-- DATA SHOWN follows --

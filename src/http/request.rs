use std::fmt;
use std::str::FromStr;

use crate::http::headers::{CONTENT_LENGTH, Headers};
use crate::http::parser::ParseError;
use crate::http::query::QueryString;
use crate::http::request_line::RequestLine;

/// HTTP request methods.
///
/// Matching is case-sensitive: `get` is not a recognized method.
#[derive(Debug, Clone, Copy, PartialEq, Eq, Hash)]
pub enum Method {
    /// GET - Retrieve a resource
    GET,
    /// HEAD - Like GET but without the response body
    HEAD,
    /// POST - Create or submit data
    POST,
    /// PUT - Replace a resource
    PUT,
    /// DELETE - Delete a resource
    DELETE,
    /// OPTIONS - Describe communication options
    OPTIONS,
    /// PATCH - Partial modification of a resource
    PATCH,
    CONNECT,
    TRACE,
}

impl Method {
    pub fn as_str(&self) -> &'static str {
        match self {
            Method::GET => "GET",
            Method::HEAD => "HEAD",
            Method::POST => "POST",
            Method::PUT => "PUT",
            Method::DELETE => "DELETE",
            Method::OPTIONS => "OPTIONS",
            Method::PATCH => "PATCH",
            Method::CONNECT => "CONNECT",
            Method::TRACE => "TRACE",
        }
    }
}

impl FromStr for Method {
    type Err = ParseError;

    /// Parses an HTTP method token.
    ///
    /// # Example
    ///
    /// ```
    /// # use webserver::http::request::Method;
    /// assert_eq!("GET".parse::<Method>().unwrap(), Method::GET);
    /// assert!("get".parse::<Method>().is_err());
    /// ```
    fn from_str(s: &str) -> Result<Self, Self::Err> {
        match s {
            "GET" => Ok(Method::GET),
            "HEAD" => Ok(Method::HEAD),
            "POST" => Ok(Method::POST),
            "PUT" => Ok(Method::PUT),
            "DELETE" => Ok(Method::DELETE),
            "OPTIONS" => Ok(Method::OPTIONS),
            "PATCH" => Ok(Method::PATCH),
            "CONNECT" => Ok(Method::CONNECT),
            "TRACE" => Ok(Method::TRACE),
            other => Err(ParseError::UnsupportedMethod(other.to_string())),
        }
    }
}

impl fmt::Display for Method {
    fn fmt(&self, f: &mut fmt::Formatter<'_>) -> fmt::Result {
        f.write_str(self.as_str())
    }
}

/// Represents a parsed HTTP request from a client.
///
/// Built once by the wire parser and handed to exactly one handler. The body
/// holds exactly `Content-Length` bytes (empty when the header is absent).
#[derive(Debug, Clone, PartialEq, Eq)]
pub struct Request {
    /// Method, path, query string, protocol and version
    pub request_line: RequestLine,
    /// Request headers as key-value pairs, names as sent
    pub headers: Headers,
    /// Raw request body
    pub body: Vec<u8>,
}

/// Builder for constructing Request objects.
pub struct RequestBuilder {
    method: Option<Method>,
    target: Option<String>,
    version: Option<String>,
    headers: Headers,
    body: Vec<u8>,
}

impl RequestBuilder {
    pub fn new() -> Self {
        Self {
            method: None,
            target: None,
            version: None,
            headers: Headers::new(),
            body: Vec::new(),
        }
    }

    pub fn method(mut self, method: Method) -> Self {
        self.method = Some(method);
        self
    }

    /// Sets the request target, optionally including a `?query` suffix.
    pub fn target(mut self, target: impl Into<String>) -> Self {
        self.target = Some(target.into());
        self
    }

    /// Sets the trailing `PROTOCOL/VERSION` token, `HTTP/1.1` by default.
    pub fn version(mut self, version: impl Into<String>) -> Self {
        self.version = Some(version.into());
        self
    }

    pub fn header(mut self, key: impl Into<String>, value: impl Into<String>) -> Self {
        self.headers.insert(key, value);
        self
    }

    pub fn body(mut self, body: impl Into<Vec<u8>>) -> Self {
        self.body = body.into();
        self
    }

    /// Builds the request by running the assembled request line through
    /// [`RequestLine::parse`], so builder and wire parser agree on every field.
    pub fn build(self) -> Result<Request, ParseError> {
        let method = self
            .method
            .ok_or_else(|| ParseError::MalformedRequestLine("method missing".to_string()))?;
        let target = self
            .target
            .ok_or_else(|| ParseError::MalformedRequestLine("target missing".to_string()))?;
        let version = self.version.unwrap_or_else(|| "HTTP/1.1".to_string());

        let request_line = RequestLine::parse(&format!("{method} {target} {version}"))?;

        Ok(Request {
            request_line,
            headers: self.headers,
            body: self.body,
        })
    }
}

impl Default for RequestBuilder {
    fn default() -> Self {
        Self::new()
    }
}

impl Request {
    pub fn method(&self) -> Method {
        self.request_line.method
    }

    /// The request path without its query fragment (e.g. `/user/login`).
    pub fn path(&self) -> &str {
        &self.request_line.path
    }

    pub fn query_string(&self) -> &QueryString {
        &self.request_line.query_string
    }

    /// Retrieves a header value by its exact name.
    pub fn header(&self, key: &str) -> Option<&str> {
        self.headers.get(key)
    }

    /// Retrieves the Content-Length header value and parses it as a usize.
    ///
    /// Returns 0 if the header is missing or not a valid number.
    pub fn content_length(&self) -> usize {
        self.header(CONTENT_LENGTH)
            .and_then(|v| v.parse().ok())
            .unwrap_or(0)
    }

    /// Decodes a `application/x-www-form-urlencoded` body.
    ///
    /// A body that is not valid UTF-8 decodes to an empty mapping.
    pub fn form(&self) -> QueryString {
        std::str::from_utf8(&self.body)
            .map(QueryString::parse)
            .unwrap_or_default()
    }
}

-- DATA SHOWN concluded --
-- DATA SHOWN follows --

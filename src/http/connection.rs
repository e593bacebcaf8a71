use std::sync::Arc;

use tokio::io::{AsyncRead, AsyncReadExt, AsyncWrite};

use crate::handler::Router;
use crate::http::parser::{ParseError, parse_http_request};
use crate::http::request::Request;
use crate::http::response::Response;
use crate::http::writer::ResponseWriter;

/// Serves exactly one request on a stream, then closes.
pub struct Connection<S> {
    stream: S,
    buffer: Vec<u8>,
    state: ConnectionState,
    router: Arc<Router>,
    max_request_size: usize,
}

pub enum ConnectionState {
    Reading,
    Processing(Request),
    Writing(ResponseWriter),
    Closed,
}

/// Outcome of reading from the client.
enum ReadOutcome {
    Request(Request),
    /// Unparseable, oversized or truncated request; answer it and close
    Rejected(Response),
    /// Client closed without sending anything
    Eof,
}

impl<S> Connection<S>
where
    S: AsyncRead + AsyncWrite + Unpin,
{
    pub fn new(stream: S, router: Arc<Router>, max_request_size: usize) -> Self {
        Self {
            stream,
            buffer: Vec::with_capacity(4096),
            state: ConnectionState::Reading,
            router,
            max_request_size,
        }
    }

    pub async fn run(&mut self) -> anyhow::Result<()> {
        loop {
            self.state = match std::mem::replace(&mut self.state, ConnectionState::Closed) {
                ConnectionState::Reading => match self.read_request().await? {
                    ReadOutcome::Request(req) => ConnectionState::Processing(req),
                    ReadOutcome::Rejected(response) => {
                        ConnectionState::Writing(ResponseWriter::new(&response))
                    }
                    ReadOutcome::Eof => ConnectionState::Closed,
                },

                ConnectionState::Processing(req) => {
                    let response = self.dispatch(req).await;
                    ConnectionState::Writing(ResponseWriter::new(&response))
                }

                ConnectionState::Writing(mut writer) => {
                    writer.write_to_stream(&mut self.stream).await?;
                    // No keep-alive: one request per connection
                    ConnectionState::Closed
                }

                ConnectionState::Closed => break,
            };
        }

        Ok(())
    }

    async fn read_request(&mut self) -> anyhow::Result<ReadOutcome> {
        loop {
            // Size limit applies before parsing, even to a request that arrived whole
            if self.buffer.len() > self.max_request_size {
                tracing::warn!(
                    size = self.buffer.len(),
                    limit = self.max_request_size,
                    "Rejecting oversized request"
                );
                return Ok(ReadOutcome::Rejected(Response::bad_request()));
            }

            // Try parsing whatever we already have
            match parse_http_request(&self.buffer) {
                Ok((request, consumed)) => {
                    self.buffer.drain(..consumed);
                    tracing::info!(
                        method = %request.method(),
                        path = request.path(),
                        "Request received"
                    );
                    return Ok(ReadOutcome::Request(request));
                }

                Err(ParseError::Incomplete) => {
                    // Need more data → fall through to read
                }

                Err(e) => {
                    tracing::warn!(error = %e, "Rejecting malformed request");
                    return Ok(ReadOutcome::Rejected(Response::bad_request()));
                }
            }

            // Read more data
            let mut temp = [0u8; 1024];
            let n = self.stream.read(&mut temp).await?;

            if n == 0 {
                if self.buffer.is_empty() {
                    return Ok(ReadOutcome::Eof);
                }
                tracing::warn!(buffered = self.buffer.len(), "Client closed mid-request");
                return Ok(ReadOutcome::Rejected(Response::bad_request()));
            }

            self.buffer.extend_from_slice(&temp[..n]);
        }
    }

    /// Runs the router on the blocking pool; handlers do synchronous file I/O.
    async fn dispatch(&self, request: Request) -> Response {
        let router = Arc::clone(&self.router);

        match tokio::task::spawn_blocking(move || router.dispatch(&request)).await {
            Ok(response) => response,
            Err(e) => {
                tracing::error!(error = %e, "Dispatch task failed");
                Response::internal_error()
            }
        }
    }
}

-- DATA SHOWN concluded --
-- DATA SHOWN follows --

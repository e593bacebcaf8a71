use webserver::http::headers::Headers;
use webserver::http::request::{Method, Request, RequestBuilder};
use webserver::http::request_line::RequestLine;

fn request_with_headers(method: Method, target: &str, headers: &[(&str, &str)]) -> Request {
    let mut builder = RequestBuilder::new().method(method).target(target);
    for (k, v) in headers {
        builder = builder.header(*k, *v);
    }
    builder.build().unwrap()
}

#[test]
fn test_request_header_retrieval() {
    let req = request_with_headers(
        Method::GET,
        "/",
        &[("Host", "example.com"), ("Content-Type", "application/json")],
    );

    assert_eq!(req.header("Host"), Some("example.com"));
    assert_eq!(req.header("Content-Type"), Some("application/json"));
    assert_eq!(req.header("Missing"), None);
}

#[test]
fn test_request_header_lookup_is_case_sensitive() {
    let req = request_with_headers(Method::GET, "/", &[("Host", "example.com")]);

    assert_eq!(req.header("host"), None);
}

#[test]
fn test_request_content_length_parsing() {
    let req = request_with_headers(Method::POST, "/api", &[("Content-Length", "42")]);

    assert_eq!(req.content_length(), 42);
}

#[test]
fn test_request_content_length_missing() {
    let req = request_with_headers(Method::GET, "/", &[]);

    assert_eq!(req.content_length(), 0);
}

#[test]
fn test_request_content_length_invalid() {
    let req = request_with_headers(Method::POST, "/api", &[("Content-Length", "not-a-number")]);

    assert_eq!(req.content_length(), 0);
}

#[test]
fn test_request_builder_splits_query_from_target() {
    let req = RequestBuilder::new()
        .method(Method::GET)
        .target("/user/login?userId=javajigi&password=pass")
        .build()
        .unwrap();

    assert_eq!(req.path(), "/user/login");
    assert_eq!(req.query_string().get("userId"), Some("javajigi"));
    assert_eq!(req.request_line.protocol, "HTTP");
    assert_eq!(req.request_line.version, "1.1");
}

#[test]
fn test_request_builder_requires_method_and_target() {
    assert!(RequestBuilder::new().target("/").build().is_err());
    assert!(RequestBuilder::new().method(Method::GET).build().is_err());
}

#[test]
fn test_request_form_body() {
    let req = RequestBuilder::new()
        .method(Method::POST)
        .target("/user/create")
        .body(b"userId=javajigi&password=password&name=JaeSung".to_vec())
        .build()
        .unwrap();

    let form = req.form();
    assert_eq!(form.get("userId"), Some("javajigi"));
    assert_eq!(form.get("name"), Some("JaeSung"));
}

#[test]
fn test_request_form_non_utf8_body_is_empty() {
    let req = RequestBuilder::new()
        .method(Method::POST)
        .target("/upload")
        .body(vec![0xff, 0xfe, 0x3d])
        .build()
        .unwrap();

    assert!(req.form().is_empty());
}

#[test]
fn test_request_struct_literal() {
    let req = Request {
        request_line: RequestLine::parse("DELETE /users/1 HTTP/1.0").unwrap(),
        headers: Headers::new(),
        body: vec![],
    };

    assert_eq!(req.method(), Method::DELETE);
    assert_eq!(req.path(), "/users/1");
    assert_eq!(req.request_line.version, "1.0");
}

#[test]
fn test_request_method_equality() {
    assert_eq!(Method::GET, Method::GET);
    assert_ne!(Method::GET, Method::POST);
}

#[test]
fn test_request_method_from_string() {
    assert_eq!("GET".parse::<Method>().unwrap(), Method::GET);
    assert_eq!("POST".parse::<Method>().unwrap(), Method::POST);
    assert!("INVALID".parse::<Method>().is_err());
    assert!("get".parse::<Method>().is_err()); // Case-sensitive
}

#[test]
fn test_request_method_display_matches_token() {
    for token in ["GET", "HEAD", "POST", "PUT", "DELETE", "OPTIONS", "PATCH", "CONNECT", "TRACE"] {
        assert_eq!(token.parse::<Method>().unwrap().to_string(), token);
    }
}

-- DATA SHOWN concluded --

- WORK INSTRUCTIONS
When a line above contains the string "consumed", copy that line.

- RESPONSE BELOW
                Ok((request, consumed)) => {
                    self.buffer.drain(..consumed);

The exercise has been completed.